◆ Given records ◆

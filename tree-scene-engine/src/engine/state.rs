//! Scene-wide mutable state and the command funnel.
//!
//! Interaction surfaces (RPC bridge, keyboard shortcuts, picking)
//! never mutate the mode directly; they emit `SceneCommand` events and
//! `apply_scene_commands` is the single writer. Events emitted during
//! a frame are consumed at the top of the next one, before any
//! resolver runs, so no resolver ever sees a torn mode.

use bevy::prelude::*;

use constants::tree::DEFAULT_ROTATION_SPEED;
use tree_scene_core::mode::{BaseMode, SceneMode};

use crate::rpc::web_rpc::WebRpcInterface;

/// The mode state machine, wrapped as a resource.
#[derive(Resource, Default)]
pub struct ModeState(pub SceneMode);

/// Runtime-settable tunables arriving from the control panel.
#[derive(Resource)]
pub struct SceneSettings {
    /// Formation orbit speed, radians per second.
    pub rotation_speed: f32,
}

impl Default for SceneSettings {
    fn default() -> Self {
        Self {
            rotation_speed: DEFAULT_ROTATION_SPEED,
        }
    }
}

/// The current photo list. `dirty` requests a wholesale rebuild of the
/// polaroid items.
#[derive(Resource, Default)]
pub struct PhotoSet {
    pub sources: Vec<String>,
    pub dirty: bool,
}

/// Mode and content mutations requested by interaction handlers.
#[derive(Event, Debug, Clone)]
pub enum SceneCommand {
    SetPhotos(Vec<String>),
    SetScatter(bool),
    ToggleScatter,
    SetRotationSpeed(f32),
    FocusPhoto(usize),
    ClearFocus,
}

/// Apply queued commands atomically before this frame's resolution
/// pass. Rejected transitions are UI races, not faults: log and move
/// on.
pub fn apply_scene_commands(
    mut events: EventReader<SceneCommand>,
    mut mode: ResMut<ModeState>,
    mut settings: ResMut<SceneSettings>,
    mut photos: ResMut<PhotoSet>,
    mut rpc: ResMut<WebRpcInterface>,
) {
    let mut state_changed = false;

    for command in events.read() {
        match command {
            SceneCommand::SetPhotos(sources) => {
                // A focus pinned to an item from the old list would go
                // stale; drop it as part of the swap.
                if mode.0.clear_selection() {
                    state_changed = true;
                }
                info!("photo set replaced: {} sources", sources.len());
                photos.sources = sources.clone();
                photos.dirty = true;
            }
            SceneCommand::SetScatter(enabled) => {
                let base = if *enabled {
                    BaseMode::Chaos
                } else {
                    BaseMode::Formation
                };
                if mode.0.set_base(base) {
                    state_changed = true;
                } else {
                    warn!("scatter change rejected while a photo is focused");
                }
            }
            SceneCommand::ToggleScatter => {
                if mode.0.toggle_chaos() {
                    state_changed = true;
                } else {
                    warn!("scatter toggle rejected while a photo is focused");
                }
            }
            SceneCommand::SetRotationSpeed(speed) => {
                settings.rotation_speed = speed.max(0.0);
            }
            SceneCommand::FocusPhoto(index) => {
                if mode.0.select(*index as u32, photos.sources.len()) {
                    state_changed = true;
                    let source = photos.sources[*index].clone();
                    rpc.send_notification(
                        "photo_selected",
                        serde_json::json!({ "index": index, "source": source }),
                    );
                } else {
                    warn!("focus request for photo {index} rejected");
                }
            }
            SceneCommand::ClearFocus => {
                if mode.0.clear_selection() {
                    state_changed = true;
                }
            }
        }
    }

    if state_changed {
        let base = match mode.0.base() {
            BaseMode::Formation => "formation",
            BaseMode::Chaos => "chaos",
        };
        info!(
            "scene state: base={base} focused={:?}",
            mode.0.selected()
        );
        rpc.send_notification(
            "scene_state_changed",
            serde_json::json!({
                "base_mode": base,
                "detail": mode.0.detail_active(),
                "focused": mode.0.selected(),
            }),
        );
    }
}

◆ Instructions for the task ◆
Find every line of the data that includes the string "derive". Copy each of those lines.

◆ Output for this task ◆
#[derive(Resource, Default)]
#[derive(Resource)]
#[derive(Resource, Default)]
#[derive(Event, Debug, Clone)]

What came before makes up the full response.